Graphical lasso is a popular method for learning the structure of an undirected graphical model, which is based on an l 1 regularization technique. This method aims to find the conditional independence between the entries of a random vector by learning the sparsity pattern of the inverse correlation matrix from a limited number of samples. Graphical lasso is computationally expensive for large-scale problems. A numerically-cheap heuristic method for finding a graphical model is to simply threshold the sample correlation matrix. Recently, we have observed that the computationally-heavy graphical lasso and the simple thresholding method would produce the same solution for functional MRI data, electrical circuit data and many random systems, provided that a sparse graph is sought. The objective of this work is to develop a rigorous mathematical foundation for that observation. More precisely, we systematically study the relationship between these two methods by introducing the notions of sign-consistent and inverse-consistent matrices.
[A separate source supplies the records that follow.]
//! Coordination engine: identity bootstrap and the periodic control loops.
//!
//! ```text
//! bootstrap ─► resolve identity ─► schema + encryption gateway
//!           ─► start loops (relays 60s, peers 21s, announce 22s)
//!           ─► grace delay ─► relay pass + channel subscriptions ─► ready
//! ```

use crate::channels::ChannelManager;
use crate::config::{CoordOptions, CoordTimings};
use crate::encryption::{DirectMessage, EncryptionGateway};
use crate::peers::{PeerRecord, PeerRegistry};
use crate::relay::{CircuitRelayManager, RelayRecord};
use crate::scheduler::{spawn_supervised, LoopHandle};
use crate::schema::{NodeType, Schema, SchemaError, SchemaIdentity};
use crate::transport::{Cipher, IdentityProvider, MessageLog, Transport};
use crate::CoordError;
use chrono::Utc;
use parking_lot::{Mutex, RwLock};
use std::sync::atomic::{AtomicBool, Ordering};
use std::sync::Arc;
use tokio::sync::mpsc;
use tokio::time::sleep;
use tracing::{debug, info, warn};

/// Network-wide pubsub room where every node announces itself.
pub const COORDINATION_CHANNEL: &str = "psf-ipfs-coordination-001";

/// Snapshot of the local node as seen by the engine.
#[derive(Debug, Clone, Default, PartialEq, Eq)]
pub struct NodeState {
    pub initialized: bool,
    /// Only ever true once `initialized` is.
    pub ready: bool,
    pub node_type: NodeType,
    pub peer_id: Option<String>,
    pub multiaddrs: Vec<String>,
    pub is_circuit_relay_node: bool,
    pub encrypt_pub_key: String,
    pub crypto_address: String,
}

pub struct CoordinationEngine {
    transport: Arc<dyn Transport>,
    identity: Arc<dyn IdentityProvider>,
    cipher: Arc<dyn Cipher>,
    message_log: Option<Arc<dyn MessageLog>>,
    timings: CoordTimings,
    relays: Arc<CircuitRelayManager>,
    peers: Arc<PeerRegistry>,
    channels: Arc<ChannelManager>,
    state: RwLock<NodeState>,
    schema: RwLock<Option<Schema>>,
    gateway: RwLock<Option<Arc<EncryptionGateway>>>,
    bootstrapping: AtomicBool,
    loops: Mutex<Vec<LoopHandle>>,
    inbox_tx: mpsc::UnboundedSender<DirectMessage>,
    inbox_rx: Mutex<Option<mpsc::UnboundedReceiver<DirectMessage>>>,
}

impl CoordinationEngine {
    /// Wire the components together. Performs no I/O.
    pub fn new(options: CoordOptions) -> Result<Arc<Self>, CoordError> {
        let transport = options
            .transport
            .ok_or_else(|| CoordError::Configuration("a transport capability is required".into()))?;
        let identity = options
            .identity
            .ok_or_else(|| CoordError::Configuration("an identity capability is required".into()))?;
        let cipher = options
            .cipher
            .ok_or_else(|| CoordError::Configuration("a cipher capability is required".into()))?;

        let relays = Arc::new(CircuitRelayManager::new(options.node_type, transport.clone()));
        for (name, address) in options.extra_relays {
            relays.add_relay(name, address);
        }
        let peers = Arc::new(PeerRegistry::new(
            transport.clone(),
            relays.clone(),
            options.eviction,
        ));
        let channels = Arc::new(ChannelManager::new(transport.clone()));
        let (inbox_tx, inbox_rx) = mpsc::unbounded_channel();

        Ok(Arc::new(Self {
            transport,
            identity,
            cipher,
            message_log: options.message_log,
            timings: options.timings,
            relays,
            peers,
            channels,
            state: RwLock::new(NodeState {
                node_type: options.node_type,
                is_circuit_relay_node: options.is_circuit_relay_node,
                ..NodeState::default()
            }),
            schema: RwLock::new(None),
            gateway: RwLock::new(None),
            bootstrapping: AtomicBool::new(false),
            loops: Mutex::new(Vec::new()),
            inbox_tx,
            inbox_rx: Mutex::new(Some(inbox_rx)),
        }))
    }

    /// Bring the node up. Returns once the node is ready to coordinate.
    ///
    /// Identity, schema and gateway failures are returned. Anything after the
    /// loops have started is logged and does not fail the bootstrap.
    pub async fn bootstrap(self: &Arc<Self>) -> Result<(), CoordError> {
        if self.is_ready() {
            return Ok(());
        }
        if self.bootstrapping.swap(true, Ordering::SeqCst) {
            return Err(CoordError::Configuration(
                "bootstrap already in progress".into(),
            ));
        }
        let result = self.run_bootstrap().await;
        self.bootstrapping.store(false, Ordering::SeqCst);
        result
    }

    async fn run_bootstrap(self: &Arc<Self>) -> Result<(), CoordError> {
        let peer_id = self.resolve_identity().await?;

        let state = self.state();
        let schema = Schema::new(SchemaIdentity {
            ipfs_id: peer_id.clone(),
            node_type: state.node_type,
            multiaddrs: state.multiaddrs,
            is_circuit_relay: state.is_circuit_relay_node,
            encrypt_pub_key: state.encrypt_pub_key,
        });
        *self.schema.write() = Some(schema);

        let mut gateway = EncryptionGateway::new(
            peer_id.clone(),
            self.identity.clone(),
            self.cipher.clone(),
            self.transport.clone(),
        )
        .with_inbox(self.inbox_tx.clone());
        if let Some(log) = &self.message_log {
            gateway = gateway.with_message_log(log.clone());
        }
        *self.gateway.write() = Some(Arc::new(gateway));

        self.start_loops();

        sleep(self.timings.bootstrap_grace).await;

        self.relays.connect_all().await;
        if let Err(err) = self.manage_pubsub_channels().await {
            warn!("Initial channel subscription failed: {}", err);
        }

        self.state.write().ready = true;
        info!(peer_id = %peer_id, "Coordination engine ready");
        Ok(())
    }

    async fn resolve_identity(&self) -> Result<String, CoordError> {
        let node = self
            .transport
            .resolve_identity()
            .await
            .map_err(|err| CoordError::IdentityResolution(err.to_string()))?;
        if node.peer_id.trim().is_empty() {
            return Err(CoordError::IdentityResolution(
                "transport reported an empty peer id".into(),
            ));
        }

        {
            let mut state = self.state.write();
            if let Some(existing) = &state.peer_id {
                if *existing != node.peer_id {
                    return Err(CoordError::IdentityResolution(format!(
                        "peer id changed from {} to {}",
                        existing, node.peer_id
                    )));
                }
            }
            state.peer_id = Some(node.peer_id.clone());
            state.multiaddrs = node.multiaddrs;
        }
        self.peers.set_local_peer_id(node.peer_id.clone());

        let keys = self
            .identity
            .derive_address_and_key()
            .await
            .map_err(|err| CoordError::IdentityResolution(err.to_string()))?;
        {
            let mut state = self.state.write();
            state.encrypt_pub_key = keys.public_key;
            state.crypto_address = keys.address;
            state.initialized = true;
        }

        debug!(state = ?self.state(), "Resolved node identity");
        Ok(node.peer_id)
    }

    fn start_loops(self: &Arc<Self>) {
        let mut loops = self.loops.lock();
        if !loops.is_empty() {
            return;
        }

        let relays = self.relays.clone();
        loops.push(spawn_supervised(
            "relay-maintenance",
            self.timings.relay_interval,
            move || {
                let relays = relays.clone();
                async move {
                    relays.connect_all().await;
                    Ok(())
                }
            },
        ));

        let peers = self.peers.clone();
        loops.push(spawn_supervised(
            "peer-maintenance",
            self.timings.peer_interval,
            move || {
                let peers = peers.clone();
                async move {
                    peers.refresh_peer_connections().await;
                    peers.evict_stale(Utc::now()).await;
                    Ok(())
                }
            },
        ));

        let engine = Arc::downgrade(self);
        loops.push(spawn_supervised(
            "self-announce",
            self.timings.announce_interval,
            move || {
                let engine = engine.clone();
                async move {
                    if let Some(engine) = engine.upgrade() {
                        engine.self_announce().await?;
                    }
                    Ok(())
                }
            },
        ));
    }

    pub fn is_ready(&self) -> bool {
        self.state.read().ready
    }

    /// Suspend until the node is ready, checking once per poll interval.
    pub async fn wait_until_ready(&self) {
        while !self.is_ready() {
            sleep(self.timings.ready_poll_interval).await;
        }
    }

    /// Publish our announcement on the coordination channel.
    pub async fn self_announce(&self) -> Result<(), CoordError> {
        if !self.state.read().initialized {
            debug!("Skipping announcement, node identity not resolved yet");
            return Ok(());
        }
        self.refresh_multiaddrs().await;
        let announcement = match self.schema.read().as_ref() {
            Some(schema) => schema.announcement()?,
            None => return Err(SchemaError::MissingIdentity("ipfsId").into()),
        };

        self.channels
            .publish(COORDINATION_CHANNEL, &announcement)
            .await?;
        info!(
            "{}: Announced self on {} pubsub channel",
            Utc::now().to_rfc3339(),
            COORDINATION_CHANNEL
        );
        Ok(())
    }

    /// Pick up addresses gained since bootstrap, such as relay circuits.
    async fn refresh_multiaddrs(&self) {
        let node = match self.transport.resolve_identity().await {
            Ok(node) => node,
            Err(err) => {
                debug!("Keeping previous multiaddrs: {}", err);
                return;
            }
        };
        if self.state.read().multiaddrs == node.multiaddrs {
            return;
        }
        debug!(multiaddrs = ?node.multiaddrs, "Advertised addresses changed");
        if let Some(schema) = self.schema.write().as_mut() {
            schema.set_multiaddrs(node.multiaddrs.clone());
        }
        self.state.write().multiaddrs = node.multiaddrs;
    }

    /// Join the coordination channel and our private inbox. Safe to repeat.
    pub async fn manage_pubsub_channels(&self) -> Result<(), CoordError> {
        let (initialized, peer_id) = {
            let state = self.state.read();
            (state.initialized, state.peer_id.clone())
        };
        let (true, Some(peer_id)) = (initialized, peer_id) else {
            debug!("Skipping channel subscriptions, node identity not resolved yet");
            return Ok(());
        };

        self.channels
            .subscribe(COORDINATION_CHANNEL, self.peers.clone())
            .await?;

        let gateway = self.gateway.read().clone();
        match gateway {
            Some(gateway) => {
                self.channels.subscribe_raw(&peer_id, gateway).await?;
            }
            None => warn!("No encryption gateway yet, private channel {} not joined", peer_id),
        }

        debug!(channels = ?self.channels.subscribed_channels(), "Pubsub channels managed");
        Ok(())
    }

    /// Encrypt a chat message to a known peer and publish it on the peer's channel.
    pub async fn send_private_message(
        &self,
        peer_id: &str,
        message: &str,
        handle: Option<&str>,
    ) -> Result<(), CoordError> {
        let peer = self
            .peers
            .get(peer_id)
            .ok_or_else(|| CoordError::UnknownPeer(peer_id.to_string()))?;
        let chat = match self.schema.read().as_ref() {
            Some(schema) => schema.chat(message, handle)?,
            None => return Err(SchemaError::MissingIdentity("ipfsId").into()),
        };
        let gateway = self
            .gateway
            .read()
            .clone()
            .ok_or_else(|| CoordError::Configuration("engine has not been bootstrapped".into()))?;

        let plaintext = serde_json::to_vec(&chat)?;
        gateway.send_encrypted(&peer, &plaintext).await
    }

    /// Decrypted direct messages. Can only be taken once.
    pub fn take_inbox(&self) -> Option<mpsc::UnboundedReceiver<DirectMessage>> {
        self.inbox_rx.lock().take()
    }

    pub fn relays(&self) -> Vec<RelayRecord> {
        self.relays.relays()
    }

    pub fn peers(&self) -> Vec<PeerRecord> {
        self.peers.peers()
    }

    pub fn state(&self) -> NodeState {
        self.state.read().clone()
    }

    pub fn relay_manager(&self) -> &Arc<CircuitRelayManager> {
        &self.relays
    }

    pub fn peer_registry(&self) -> &Arc<PeerRegistry> {
        &self.peers
    }

    pub fn channel_manager(&self) -> &Arc<ChannelManager> {
        &self.channels
    }

    /// Stop the loops and channel tasks. Safe to call more than once.
    pub async fn shutdown(&self) {
        let loops: Vec<LoopHandle> = self.loops.lock().drain(..).collect();
        for handle in &loops {
            handle.stop();
        }
        self.channels.shutdown();
        if !loops.is_empty() {
            info!("Coordination engine stopped");
        }
    }
}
We prove that thresholding and graphical lasso are equivalent if: (i) a certain matrix formed based on the sample correlation matrix is both sign-consistent and inverse-consistent, (ii) the gap between the largest thresholded and the smallest un-thresholded entries of the sample correlation matrix is not too small. We demonstrate the above conditions on acyclic graphs. These conditions are expected to be satisfied for sufficiently sparse graphical models.